I’ve not seen the film, but I’m guessing that it involves something going wrong at a dinosaur park.

* * *

Evening: I watch a nostalgic TV show marking 20 years since Britpop. It feels far too soon, but I suppose two decades ago is long enough. A whole generation ago. The funny thing is it gives me flashbacks, not of the 90s, but of a previous 90s nostalgia show from the early 2000s: I Heart the 1990s. One episode had Edwyn Collins introducing himself with the phrase, ‘Hi! I’m Edwyn ‘A Girl Like You’ Collins!’

So a new 90s nostalgia show triggers my nostalgia for an old 90s nostalgia show.

In the same way that Wikipedia has outsourced knowing things first hand, TV’s love of editing history to suit a convenient format has replaced first hand, organic, untidy memory. I feel that many of my actual memories of the 90s have been taped over in my head, replaced with 90s nostalgia pieces.

However, one thing that the run of 90s programmes seems to omit is how OK Computer changed music in 1997, just as much as Britpop did in 1994. After that, a huge swathe of rock bands switched from trying to be Oasis to trying to be Radiohead. The blueprint was now for big, mournful, stadium-friendly rock, devoid of any sense of a generational or national identity; angsty yet tasteful. The end result was Coldplay. But perhaps the full meaning of 1997 is something to look forward to in 2017.

* * *

Sunday 14th June 2015.

I visit the club The Nitty Gritty, at the Constitution bar in Camden. The DJ is Debbie Smith, a fellow 90s rock survivor, given her stints back then in the bands Curve and Echobelly. At The Nitty Gritty though, she plays a highly enjoyable set of vintage soul, R&B and 60s girl groups, to a very cool-looking crowd of vintage-dressed, and queer-friendly customers. One woman – a staffer, I think – has a kind of immaculate rockabilly take on Amy Winehouse’s look. Camden still has a certain fizzy life to it, if you know where to go.
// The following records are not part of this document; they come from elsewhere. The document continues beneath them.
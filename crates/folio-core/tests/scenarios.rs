//! End-to-end behavior through the public engine surface.

use folio_core::{
    db::store::MemoryStore,
    error::ErrorKind,
    model::PUBLISHED_AT,
    prelude::*,
    value::Fields,
};
use serde_json::json;
use std::sync::{
    Arc,
    atomic::{AtomicBool, AtomicUsize, Ordering},
};

fn registry() -> Arc<SchemaRegistry> {
    let registry = SchemaRegistry::builder()
        .register(
            DocumentType::collection("article")
                .draft_and_publish()
                .required("title", AttributeKind::text())
                .attribute("slug", AttributeKind::text())
                .attribute("views", AttributeKind::integer())
                .attribute("author", AttributeKind::relation_one("author"))
                .attribute("mentions", AttributeKind::polymorphic(["author", "tag"]))
                .attribute(
                    "blocks",
                    AttributeKind::dynamic_zone(["blocks.hero", "blocks.cta"]),
                ),
        )
        .register(
            DocumentType::collection("author")
                .required("name", AttributeKind::text())
                .attribute("email", AttributeKind::text()),
        )
        .register(DocumentType::collection("tag").required("label", AttributeKind::text()))
        .register(DocumentType::collection("media").attribute("url", AttributeKind::text()))
        .register(
            DocumentType::component("blocks.hero")
                .attribute("heading", AttributeKind::text())
                .attribute("image", AttributeKind::relation_one("media")),
        )
        .register(
            DocumentType::component("blocks.cta")
                .attribute("label", AttributeKind::text())
                .attribute("link", AttributeKind::relation_one("article")),
        )
        .build()
        .unwrap();

    Arc::new(registry)
}

fn published(id: &str, title: &str) -> Document {
    Document::new("article", id)
        .with_status(Status::Published)
        .with("title", title)
}

fn store() -> Arc<MemoryStore> {
    let store = MemoryStore::new(registry());

    store.insert(Document::new("media", "m1").with("url", "/hero.png"));
    store.insert(
        Document::new("author", "au1")
            .with("name", "Ada")
            .with("email", "ada@example.com"),
    );
    store.insert(Document::new("tag", "t1").with("label", "cms"));

    let hero = Document::new("blocks.hero", "c1")
        .with("heading", "Welcome")
        .with("image", Value::reference("m1"));
    let cta = Document::new("blocks.cta", "c2")
        .with("label", "Read more")
        .with("link", Value::reference("a2"));

    store.insert(
        published("a1", "Strapi Guide")
            .with(PUBLISHED_AT, "2024-01-01")
            .with("views", 10)
            .with("author", Value::reference("au1"))
            .with(
                "mentions",
                Value::List(vec![
                    Value::variant(Variant::reference("author", "au1")),
                    Value::variant(Variant::reference("tag", "t1")),
                ]),
            )
            .with(
                "blocks",
                Value::List(vec![
                    Value::variant(Variant::embedded(hero)),
                    Value::variant(Variant::embedded(cta)),
                ]),
            ),
    );
    store.insert(
        published("a2", "Other")
            .with(PUBLISHED_AT, Value::Null)
            .with("views", 3),
    );

    Arc::new(store)
}

fn engine(store: Arc<MemoryStore>) -> Engine {
    Engine::builder(registry(), store).build().unwrap()
}

fn request(json: serde_json::Value) -> QueryRequest {
    QueryRequest::from_json(&json).unwrap()
}

fn ids(page: &PageResult<Document>) -> Vec<&str> {
    page.data.iter().map(|doc| doc.id().as_str()).collect()
}

#[tokio::test]
async fn empty_collection_returns_empty_page_metadata() {
    let engine = engine(Arc::new(MemoryStore::new(registry())));

    let page = engine
        .documents("article")
        .find_many(&request(json!({ "filters": {}, "pagination": { "page": 1, "pageSize": 10 } })))
        .await
        .unwrap();

    assert!(page.data.is_empty());
    assert_eq!(
        serde_json::to_value(page.meta).unwrap(),
        json!({ "page": 1, "pageSize": 10, "pageCount": 0, "total": 0 })
    );
}

#[tokio::test]
async fn conjunction_of_presence_and_case_insensitive_contains() {
    let engine = engine(store());

    let page = engine
        .documents("article")
        .find_many(&request(json!({
            "filters": {
                "$and": [
                    { "publishedAt": { "$notNull": true } },
                    { "title": { "$containsi": "strapi" } },
                ]
            }
        })))
        .await
        .unwrap();

    assert_eq!(ids(&page), ["a1"]);
}

#[tokio::test]
async fn dynamic_zone_populates_only_the_mapped_component() {
    let engine = engine(store());

    let article = engine
        .documents("article")
        .find_one(
            "a1",
            &request(json!({
                "populate": { "blocks": { "onVariant": { "blocks.hero": { "populate": ["image"] } } } }
            })),
        )
        .await
        .unwrap()
        .unwrap();

    let blocks = article.get("blocks").and_then(Value::as_list).unwrap();
    assert_eq!(blocks.len(), 2);

    let hero = blocks[0].as_variant().unwrap().value.as_document().unwrap();
    let image = hero.get("image").and_then(Value::as_document).unwrap();
    assert_eq!(image.get("url"), Some(&Value::text("/hero.png")));

    let cta = blocks[1].as_variant().unwrap().value.as_document().unwrap();
    assert_eq!(cta.get("link"), Some(&Value::reference("a2")));
}

#[tokio::test]
async fn unmapped_polymorphic_variants_stay_unresolved() {
    let engine = engine(store());

    let article = engine
        .documents("article")
        .find_one(
            "a1",
            &request(json!({ "populate": { "mentions": { "on": { "author": true } } } })),
        )
        .await
        .unwrap()
        .unwrap();

    let mentions = article.get("mentions").and_then(Value::as_list).unwrap();
    let author = mentions[0].as_variant().unwrap();
    assert!(author.value.as_document().is_some());

    let tag = mentions[1].as_variant().unwrap();
    assert_eq!(tag.tag, "tag");
    assert_eq!(tag.value, Value::reference("t1"));
}

#[tokio::test]
async fn before_create_derives_slug_seen_by_after_create() {
    let observed = Arc::new(std::sync::Mutex::new(None));
    let seen = observed.clone();
    let hooks = LifecycleRegistry::builder()
        .before("article", Action::Create, |event: &mut MutationEvent| {
            if event.data("slug").is_none() {
                let slug = event
                    .data("title")
                    .and_then(Value::as_text)
                    .map(|title| title.to_lowercase().replace(' ', "-"));
                if let Some(slug) = slug {
                    event.set_data("slug", slug);
                }
            }
            Ok(())
        })
        .after("article", Action::Create, move |event: &MutationEvent| {
            let slug = event
                .result()
                .and_then(|doc| doc.get("slug"))
                .cloned();
            *seen.lock().unwrap() = slug;
            Ok(())
        })
        .build()
        .unwrap();
    let engine = Engine::builder(registry(), store())
        .lifecycle(hooks)
        .build()
        .unwrap();

    let mut data = Fields::new();
    data.insert("title".to_string(), Value::text("Hello World"));
    let created = engine.documents("article").create(data, None).await.unwrap();

    assert_eq!(created.get("slug"), Some(&Value::text("hello-world")));
    assert_eq!(
        observed.lock().unwrap().clone(),
        Some(Value::text("hello-world"))
    );
}

#[tokio::test]
async fn before_hook_abort_leaves_storage_untouched() {
    let after_calls = Arc::new(AtomicBool::new(false));
    let flag = after_calls.clone();
    let hooks = LifecycleRegistry::builder()
        .before("article", Action::Create, |_: &mut MutationEvent| {
            Err(HookAbort::new("creation is closed"))
        })
        .after("article", Action::Create, move |_: &MutationEvent| {
            flag.store(true, Ordering::SeqCst);
            Ok(())
        })
        .build()
        .unwrap();
    let store = store();
    let engine = Engine::builder(registry(), store.clone())
        .lifecycle(hooks)
        .build()
        .unwrap();

    let mut data = Fields::new();
    data.insert("title".to_string(), Value::text("Blocked"));
    let err = engine
        .documents("article")
        .create(data, None)
        .await
        .unwrap_err();

    assert_eq!(err.kind(), ErrorKind::HookAbort);
    assert_eq!(store.writes(), 0);
    assert!(!after_calls.load(Ordering::SeqCst));
}

#[tokio::test]
async fn after_hooks_run_in_registration_order() {
    let order = Arc::new(AtomicUsize::new(0));
    let (first, second) = (order.clone(), order.clone());
    let hooks = LifecycleRegistry::builder()
        .after("tag", Action::Update, move |_: &MutationEvent| {
            first
                .compare_exchange(0, 1, Ordering::SeqCst, Ordering::SeqCst)
                .map(|_| ())
                .map_err(|_| HookFailure::new("ran out of order"))
        })
        .after("tag", Action::Update, move |_: &MutationEvent| {
            second
                .compare_exchange(1, 2, Ordering::SeqCst, Ordering::SeqCst)
                .map(|_| ())
                .map_err(|_| HookFailure::new("ran out of order"))
        })
        .build()
        .unwrap();
    let engine = Engine::builder(registry(), store())
        .lifecycle(hooks)
        .build()
        .unwrap();

    let mut data = Fields::new();
    data.insert("label".to_string(), Value::text("headless"));
    let updated = engine
        .documents("tag")
        .update("t1", data, None)
        .await
        .unwrap()
        .unwrap();

    assert_eq!(updated.get("label"), Some(&Value::text("headless")));
    assert_eq!(order.load(Ordering::SeqCst), 2);
}

#[tokio::test]
async fn pages_past_the_last_keep_correct_metadata() {
    let engine = engine(store());
    let articles = engine.documents("article");

    for (page_size, page_count) in [(1, 2), (2, 1), (5, 1)] {
        let page = articles
            .find_many(&QueryRequest::new().page(PageRequest::page(3, page_size)))
            .await
            .unwrap();

        assert!(page.data.is_empty());
        assert_eq!(page.meta.total, 2);
        assert_eq!(page.meta.page_count, page_count);
        assert_eq!(page.meta.page, 3);
    }
}

#[tokio::test]
async fn empty_membership_sets() {
    let engine = engine(store());
    let articles = engine.documents("article");

    let none = articles
        .find_many(&request(json!({ "filters": { "views": { "$in": [] } } })))
        .await
        .unwrap();
    assert!(none.data.is_empty());

    let all = articles
        .find_many(&request(json!({ "filters": { "views": { "$notIn": [] } } })))
        .await
        .unwrap();
    assert_eq!(all.meta.total, 2);
}

#[tokio::test]
async fn inverted_between_bounds_are_rejected() {
    let engine = engine(store());

    let err = engine
        .documents("article")
        .find_many(&request(json!({ "filters": { "views": { "$between": [10, 1] } } })))
        .await
        .unwrap_err();

    assert_eq!(err.kind(), ErrorKind::Operator);
}

#[tokio::test]
async fn restricted_fields_are_a_subset_of_the_full_result() {
    let engine = engine(store());
    let articles = engine.documents("article");

    let restricted = articles
        .find_one(
            "a1",
            &request(json!({ "populate": { "author": { "fields": ["name"] } } })),
        )
        .await
        .unwrap()
        .unwrap();
    let full = articles
        .find_one("a1", &request(json!({ "populate": ["author"] })))
        .await
        .unwrap()
        .unwrap();

    let narrow = restricted.get("author").and_then(Value::as_document).unwrap();
    let wide = full.get("author").and_then(Value::as_document).unwrap();
    assert_eq!(narrow.fields().len(), 1);
    for (name, value) in narrow.fields() {
        assert_eq!(wide.get(name), Some(value));
    }
    assert!(wide.get("email").is_some());
}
As I enter the bar from the Regent’s Canal towpath, Ms Smith is playing ‘Sometimes I Wish I Were A Boy’ by Lesley Gore. It’s a tune I used to have as my band Fosca’s going-onstage music. And here I am entering a room to the song once again.

* * *

Monday 15th June 2015.

More coincidences. Today I’m re-reading Jerome’s Three Men In A Boat, including the part where the narrator imagines the whole Magna Carta ceremony. It’s only afterwards that I realise today is the 800th anniversary of the signing.

Jerome’s ‘J’ subscribes to the theory that the event took place on Magna Carta Island itself, rather than on the opposite bank of the Thames, at Runnymede:

Had I been one of the Barons, I should have strongly urged upon my comrades the advisability of our getting such a slippery customer as King John on to the island, where there was less chance of surprises and tricks. (Three Men In A Boat, Chapter 12).

* * *

The Queen’s Birthday Honours this week. My favourite reason for declining an honour: ‘So aging!’ – Francis Bacon. Favourite for accepting: ‘I thought of the people it would annoy’ – Kingsley Amis.

* * *

Tuesday 16th June 2015.

I watch the second episode of How to be a Bohemian with Victoria Coren Mitchell, the BBC4 series. Pleased to see Stephen Tennant given a look-in. And lots of shots of Birkbeck’s School of Arts, inside and out, due to its previous life as a Bloomsbury Group location.

Ms Coren Mitchell manages to have her moral cake and eat it, regarding Eric Gill’s incest and bestiality. ‘I’d like to go back in time and kneecap Eric Gill’, she says at one point, in case anyone was in doubt on where she stands on sexual abuse. Still, I suppose this is 2015, and it’s the BBC, with its Gill sculptures on the outside of Broadcasting House (one of which is now surrounded by the livery of a Caffe Nero), so some obvious things still have to be said aloud.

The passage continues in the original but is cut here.